November 19, 2002, 9:42 AM — LAS VEGAS - Companies and home Internet users need to accept that the global computer network is inherently vulnerable to attacks, worms, trojans and anything else miscreants want to unleash on it, and then accept that securing the system is everyone's responsibility, a panel of security experts said here Monday at the Comdex trade show.
Security can't be accomplished through applying patches to vulnerable software, panelists agreed, though they varied in how best to make the Internet more secure and disagreed sharply in some areas, with Bruce Schneier, founder and chief technology officer of Counterpane Internet Security Inc., serving as the naysayer -- a role he seemed to relish.
"As a scientist, I can tell you that we have no clue how to write secure code," Schneier said, prompting agreement from John Weinschenk, vice president of the Enterprise Services Group at VeriSign Inc., who said the best that can be done is to protect corporate computer systems and Web sites so that if there is an attack they aren't taken out for a long, costly period.
"I think every software vendor here can do a better job of providing more secure software," Gene Hodges, president of Network Associates Inc., chimed in. As the discussion went on, though, it was that idea that led Schneier into one of his favorite topics -- liability.

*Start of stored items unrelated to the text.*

//! Promotion Conditions
//!
//! Flat, AND-combined predicates over an order snapshot.

use rustc_hash::FxHashSet;
use rusty_money::{Money, iso::Currency};

use crate::{
    ids::{ProductUuid, VariantUuid},
    orders::{LineItem, OrderSnapshot},
};

/// Which variants of a product a rule targets.
#[derive(Debug, Clone, PartialEq, Eq)]
pub enum VariantSelector {
    /// Any variant, or a line with no variant at all.
    AllVariants,

    /// Only the listed variants. Never empty.
    SpecificVariants(FxHashSet<VariantUuid>),
}

impl VariantSelector {
    /// Build a selector for specific variants, or `None` when `variants` is empty.
    pub fn specific(variants: impl IntoIterator<Item = VariantUuid>) -> Option<Self> {
        let variants: FxHashSet<VariantUuid> = variants.into_iter().collect();

        if variants.is_empty() {
            None
        } else {
            Some(Self::SpecificVariants(variants))
        }
    }

    /// Whether a line's variant satisfies this selector.
    pub fn matches(&self, variant: Option<VariantUuid>) -> bool {
        match self {
            Self::AllVariants => true,
            Self::SpecificVariants(variants) => {
                variant.is_some_and(|variant| variants.contains(&variant))
            }
        }
    }

    /// Whether this selector names specific variants.
    pub fn is_specific(&self) -> bool {
        matches!(self, Self::SpecificVariants(_))
    }
}

/// Single promotion condition.
#[derive(Debug, Clone, PartialEq)]
pub enum Condition<'a> {
    /// Merchandise subtotal must reach this amount.
    MinAmount(Money<'a, Currency>),

    /// The order must contain at least this many units.
    MinQuantity(u32),

    /// The order must contain the product, optionally restricted to some variants.
    SpecificProduct {
        /// Product that must be present.
        product: ProductUuid,

        /// Variants of the product that count.
        variants: VariantSelector,
    },
}

impl Condition<'_> {
    /// Evaluate the condition against an order snapshot.
    pub fn matches(&self, snapshot: &OrderSnapshot<'_, '_>) -> bool {
        match self {
            Self::MinAmount(amount) => snapshot.subtotal_minor() >= amount.to_minor_units(),
            Self::MinQuantity(quantity) => snapshot.total_quantity() >= u64::from(*quantity),
            Self::SpecificProduct { .. } => snapshot.lines().any(|line| self.targets(line)),
        }
    }

    /// Whether this condition singles out the given line.
    ///
    /// Only product conditions target lines; amount and quantity conditions are order-wide.
    pub fn targets(&self, line: &LineItem<'_>) -> bool {
        match self {
            Self::SpecificProduct { product, variants } => {
                line.product() == *product && variants.matches(line.variant())
            }
            Self::MinAmount(_) | Self::MinQuantity(_) => false,
        }
    }

    /// Currency of any amount carried by the condition.
    pub fn currency(&self) -> Option<&Currency> {
        match self {
            Self::MinAmount(amount) => Some(amount.currency()),
            Self::MinQuantity(_) | Self::SpecificProduct { .. } => None,
        }
    }
}

/// Evaluate a condition list. All conditions must hold; an empty list applies globally.
pub fn all_match(conditions: &[Condition<'_>], snapshot: &OrderSnapshot<'_, '_>) -> bool {
    conditions
        .iter()
        .all(|condition| condition.matches(snapshot))
}

/// Whether a line is eligible for line-level actions under these conditions.
///
/// With no product conditions every line is eligible; otherwise a line must be targeted by at
/// least one of them.
pub fn line_is_eligible(conditions: &[Condition<'_>], line: &LineItem<'_>) -> bool {
    let mut product_conditions = conditions
        .iter()
        .filter(|condition| matches!(condition, Condition::SpecificProduct { .. }))
        .peekable();

    if product_conditions.peek().is_none() {
        return true;
    }

    product_conditions.any(|condition| condition.targets(line))
}
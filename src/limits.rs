//! Usage Limits

/// Redemption limits shared by promotions and coupons.
#[derive(Debug, Clone, Copy, Default, PartialEq, Eq)]
pub struct UsageLimits {
    /// Maximum redemptions across all customers; `0` is unlimited.
    pub usage_limit: u32,

    /// Maximum redemptions per customer; `0` is unlimited.
    pub per_user_limit: u32,

    /// Redemptions recorded so far, as read from the rule store.
    pub usage_count: u32,
}

impl UsageLimits {
    /// Limits with no constraints.
    #[must_use]
    pub const fn unlimited() -> Self {
        Self {
            usage_limit: 0,
            per_user_limit: 0,
            usage_count: 0,
        }
    }

    /// Limits with a global cap only.
    #[must_use]
    pub const fn with_usage_limit(limit: u32, used: u32) -> Self {
        Self {
            usage_limit: limit,
            per_user_limit: 0,
            usage_count: used,
        }
    }

    /// Limits with a per-customer cap only.
    #[must_use]
    pub const fn with_per_user_limit(limit: u32) -> Self {
        Self {
            usage_limit: 0,
            per_user_limit: limit,
            usage_count: 0,
        }
    }

    /// Whether the global counter needs a conditional increment on completion.
    #[must_use]
    pub const fn is_counted(&self) -> bool {
        self.usage_limit > 0
    }

    /// Whether the global limit has been reached.
    #[must_use]
    pub const fn is_exhausted(&self) -> bool {
        self.usage_limit > 0 && self.usage_count >= self.usage_limit
    }

    /// Whether a customer with `redemptions` prior uses has hit the per-customer limit.
    #[must_use]
    pub const fn is_exhausted_for(&self, redemptions: u32) -> bool {
        self.per_user_limit > 0 && redemptions >= self.per_user_limit
    }

    /// Check if these limits have any constraints
    #[must_use]
    pub const fn has_constraints(&self) -> bool {
        self.usage_limit > 0 || self.per_user_limit > 0
    }
}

The panelists were led by moderator Andrew Briney, editor-in-chief of Information Security Magazine, into chatting broadly about their views on whether there should be more government regulation related to securing cyberspace, and as the other panelists talked, Schneier went from grinning to smirking to shaking his head. Briney commented that Schneier seemed to be disagreeing and asked him which comments he found fault with to which Schneier replied: "Which part should I respond to -- I don't even know."
Then things got lively.
"The reason the software you buy isn't secure is that companies don't care," Schneier said. Software vendors care about profits and without a sufficient push from concerned users willing to pay more for security features, companies just are not going to slow the production cycle to add those features. Security is not a priority.
Microsoft Corp. with its ballyhooed Trustworthy Computing initiative drew particular invective. "Microsoft is producing software that is completely insecure," Schneier said, prompting scattered applause from the audience. "The reason is there is no liability for producing a shoddy product." If car makers produced vehicles that did not operate properly, they would be held liable and sued, but the same doesn't happen with software makers, Schneier said.